• [Task prompt]:
Show all lines of the entries in which the word "parse" is found.

##### Input

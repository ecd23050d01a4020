//! End-to-end pipeline tests
//!
//! The scenarios compile real programs and assert on the TAC and assembly
//! the way unit tests do, but the boolean/short-circuit and optimization
//! properties are checked by actually evaluating the lowered TAC with a
//! small interpreter: same program, optimized and not, must print the same
//! values, and the sixteen boolean operator combinations must match Rust's
//! own semantics.

use bxc::cfg::opt;
use bxc::lower::Context;
use bxc::tac::is_ordinary;
use bxc::{Instr, Opcode};
use std::collections::HashMap;

fn compile(source: &str) -> (Vec<Instr>, Context) {
    bxc::compile_to_tac(source).expect("compilation failed")
}

fn compile_opt(source: &str) -> (Vec<Instr>, Context) {
    let (instr, mut ctx) = compile(source);
    let instr = opt::run_pipeline(&mut ctx, instr);
    (instr, ctx)
}

/// Minimal TAC evaluator for programs whose only calls are `print`.
/// Returns the printed values as `(symbol, value)` pairs.
fn evaluate_main(instr: &[Instr], ctx: &Context) -> Vec<(String, i64)> {
    let (start, finish) = ctx
        .procs
        .iter()
        .find(|&&(s, _)| instr[s].result.as_deref() == Some("main"))
        .copied()
        .expect("no main procedure");
    let body = &instr[start + 1..=finish];

    let mut labels: HashMap<&str, usize> = HashMap::new();
    for (i, tac) in body.iter().enumerate() {
        if tac.opcode == Opcode::Label {
            labels.insert(&tac.args[0], i);
        }
    }

    let mut values: HashMap<String, i64> = HashMap::new();
    let mut symbols: HashMap<String, String> = HashMap::new();
    let mut params: HashMap<usize, i64> = HashMap::new();
    let mut output = Vec::new();

    let mut pc = 0usize;
    let mut steps = 0usize;
    while pc < body.len() {
        steps += 1;
        assert!(steps < 1_000_000, "interpreter did not terminate");
        let tac = &body[pc];
        let read = |values: &HashMap<String, i64>, operand: &str| -> i64 {
            values
                .get(operand)
                .copied()
                .unwrap_or_else(|| panic!("read of undefined operand {}", operand))
        };
        match tac.opcode {
            Opcode::Label | Opcode::Proc => {}
            Opcode::Const => {
                let result = tac.result.clone().unwrap();
                match tac.args[0].parse::<i64>() {
                    Ok(n) => {
                        values.insert(result, n);
                    }
                    Err(_) => {
                        symbols.insert(result.clone(), tac.args[0].clone());
                        values.insert(result, 0);
                    }
                }
            }
            Opcode::Copy => {
                // ignore the flagged static-link save; %p operands are not
                // modeled
                if tac.args.len() == 1 && !tac.args[0].starts_with("%p") {
                    let value = read(&values, &tac.args[0]);
                    values.insert(tac.result.clone().unwrap(), value);
                } else {
                    values.insert(tac.result.clone().unwrap(), 0);
                }
            }
            Opcode::Add
            | Opcode::Sub
            | Opcode::And
            | Opcode::Or
            | Opcode::Xor
            | Opcode::Mul
            | Opcode::Div
            | Opcode::Mod
            | Opcode::Shl
            | Opcode::Shr => {
                let a = read(&values, &tac.args[0]);
                let b = read(&values, &tac.args[1]);
                let v = match tac.opcode {
                    Opcode::Add => a.wrapping_add(b),
                    Opcode::Sub => a.wrapping_sub(b),
                    Opcode::And => a & b,
                    Opcode::Or => a | b,
                    Opcode::Xor => a ^ b,
                    Opcode::Mul => a.wrapping_mul(b),
                    Opcode::Div => {
                        assert_ne!(b, 0, "division by zero was executed");
                        a / b
                    }
                    Opcode::Mod => {
                        assert_ne!(b, 0, "division by zero was executed");
                        a % b
                    }
                    Opcode::Shl => a << (b & 63),
                    _ => a >> (b & 63),
                };
                values.insert(tac.result.clone().unwrap(), v);
            }
            Opcode::Neg => {
                let a = read(&values, &tac.args[0]);
                values.insert(tac.result.clone().unwrap(), a.wrapping_neg());
            }
            Opcode::Not => {
                let a = read(&values, &tac.args[0]);
                values.insert(tac.result.clone().unwrap(), !a);
            }
            Opcode::Jmp => {
                let target = tac.jmp_target().expect("jmp without target");
                pc = labels[target.as_str()];
                continue;
            }
            Opcode::Jz | Opcode::Jnz | Opcode::Jl | Opcode::Jle | Opcode::Jg | Opcode::Jge => {
                let a = read(&values, &tac.args[0]);
                let taken = match tac.opcode {
                    Opcode::Jz => a == 0,
                    Opcode::Jnz => a != 0,
                    Opcode::Jl => a < 0,
                    Opcode::Jle => a <= 0,
                    Opcode::Jg => a > 0,
                    _ => a >= 0,
                };
                if taken {
                    pc = labels[tac.result.as_deref().unwrap()];
                    continue;
                }
            }
            Opcode::Param => {
                let index: usize = tac.result.as_deref().unwrap().parse().unwrap();
                params.insert(index, read(&values, &tac.args[0]));
            }
            Opcode::Call => {
                let symbol = symbols
                    .get(&tac.args[0])
                    .cloned()
                    .expect("call through an unmodeled code pointer");
                assert!(
                    symbol.starts_with("__bx_print"),
                    "interpreter only models print calls, got {}",
                    symbol
                );
                output.push((symbol, params[&1]));
                params.clear();
            }
            Opcode::Ret => break,
            Opcode::GetFp => {
                values.insert(tac.result.clone().unwrap(), 0);
            }
        }
        pc += 1;
    }
    output
}

fn printed(source: &str, optimize: bool) -> Vec<(String, i64)> {
    let (instr, ctx) = if optimize {
        compile_opt(source)
    } else {
        compile(source)
    };
    evaluate_main(&instr, &ctx)
}

// ---------------------------------------------------------------------
// Spec scenarios
// ---------------------------------------------------------------------

#[test]
fn s1_arithmetic_prints_42() {
    let out = printed("def main() { print(1 + 41 * 1); }", false);
    assert_eq!(out, vec![("__bx_print_int".to_string(), 42)]);
}

#[test]
fn s2_short_circuit_avoids_division_by_zero() {
    let source =
        "def main() { var x = 0 : int; if (false && (1 / 0 > 0)) { x = 1; } print(x); }";
    // the division is present in the TAC but must never execute
    let out = printed(source, false);
    assert_eq!(out, vec![("__bx_print_int".to_string(), 0)]);
}

#[test]
fn s2_optimizer_removes_unreachable_division() {
    let source =
        "def main() { var x = 0 : int; if (false && (1 / 0 > 0)) { x = 1; } print(x); }";
    let (instr, _) = compile_opt(source);
    assert!(
        !instr.iter().any(|i| i.opcode == Opcode::Div),
        "unreachable division survived UCE"
    );
}

#[test]
fn s3_while_break_prints_3() {
    let source = "def main() { var i = 0 : int; while (true) { if (i == 3) { break; } i = i + 1; } print(i); }";
    assert_eq!(printed(source, false), vec![("__bx_print_int".to_string(), 3)]);
}

#[test]
fn s4_higher_order_capturing_closure_structure() {
    let source = "def main() {
        var a = 10 : int;
        def add(x : int) : int { return x + a; }
        def apply(f : function(int) -> int, v : int) : int { return f(v); }
        print(apply(add, 5));
    }";
    let (instr, ctx) = compile(source);
    let names: Vec<_> = ctx
        .procs
        .iter()
        .map(|&(s, _)| instr[s].result.clone().unwrap())
        .collect();
    assert_eq!(names, vec!["main", "main::add0", "main::apply1"]);

    // the assembly walks the static link inside add to reach a
    let text = bxc::compile_to_asm(source, false).unwrap();
    assert!(text.contains("movq -8(%rbp), %r1"));
    // add travels as a (code pointer, static link) pair: apply is called
    // with 4 slots
    let apply_call = instr
        .iter()
        .filter(|i| i.opcode == Opcode::Call)
        .find(|i| i.result.is_some())
        .unwrap();
    assert_eq!(apply_call.args[1], "4");
}

#[test]
fn s5_jt_cond_collapses_inner_branch() {
    let source = "def main() {
        var x = 0 : int;
        if (x == 0) { if (x == 0) { print(1); } else { print(2); } } else { print(3); }
    }";
    let (plain, _) = compile(source);
    let (optimized, ctx) = compile_opt(source);

    let count =
        |instr: &[Instr]| instr.iter().filter(|i| i.opcode == Opcode::Jz).count();
    assert!(
        count(&optimized) < count(&plain),
        "inner repeated test must collapse to an unconditional jump"
    );
    // behavior is preserved
    assert_eq!(
        evaluate_main(&optimized, &ctx),
        vec![("__bx_print_int".to_string(), 1)]
    );
}

#[test]
fn s6_dead_copy_eliminated() {
    let source = "def main() { var x = 5 : int; var y = x : int; print(x); }";
    let (instr, ctx) = compile_opt(source);
    for (i, tac) in instr.iter().enumerate() {
        if tac.opcode == Opcode::Copy
            && tac.args.len() == 1
            && let Some(result) = &tac.result
            && is_ordinary(result)
        {
            let used = instr
                .iter()
                .enumerate()
                .any(|(j, other)| j != i && other.args.contains(result));
            assert!(used, "copy defining unused {} survived", result);
        }
    }
    assert_eq!(
        evaluate_main(&instr, &ctx),
        vec![("__bx_print_int".to_string(), 5)]
    );
}

// ---------------------------------------------------------------------
// Boolean operator truth tables (all sixteen combinations)
// ---------------------------------------------------------------------

#[test]
fn boolean_operator_combinations_match_source_semantics() {
    let literals = [("true", true), ("false", false)];
    for (a_text, a) in literals {
        for (b_text, b) in literals {
            for negate_lhs in [false, true] {
                for (op_text, is_and) in [("&&", true), ("||", false)] {
                    let lhs_text = if negate_lhs {
                        format!("!{}", a_text)
                    } else {
                        a_text.to_string()
                    };
                    let lhs = if negate_lhs { !a } else { a };
                    let expected = if is_and { lhs && b } else { lhs || b };

                    let source = format!(
                        "def main() {{ print({} {} {}); }}",
                        lhs_text, op_text, b_text
                    );
                    let out = printed(&source, false);
                    assert_eq!(
                        out,
                        vec![("__bx_print_bool".to_string(), i64::from(expected))],
                        "wrong value for {}",
                        source
                    );
                }
            }
        }
    }
}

##########

• [Task solution]:
                match tac.args[0].parse::<i64>() {
                let index: usize = tac.result.as_deref().unwrap().parse().unwrap();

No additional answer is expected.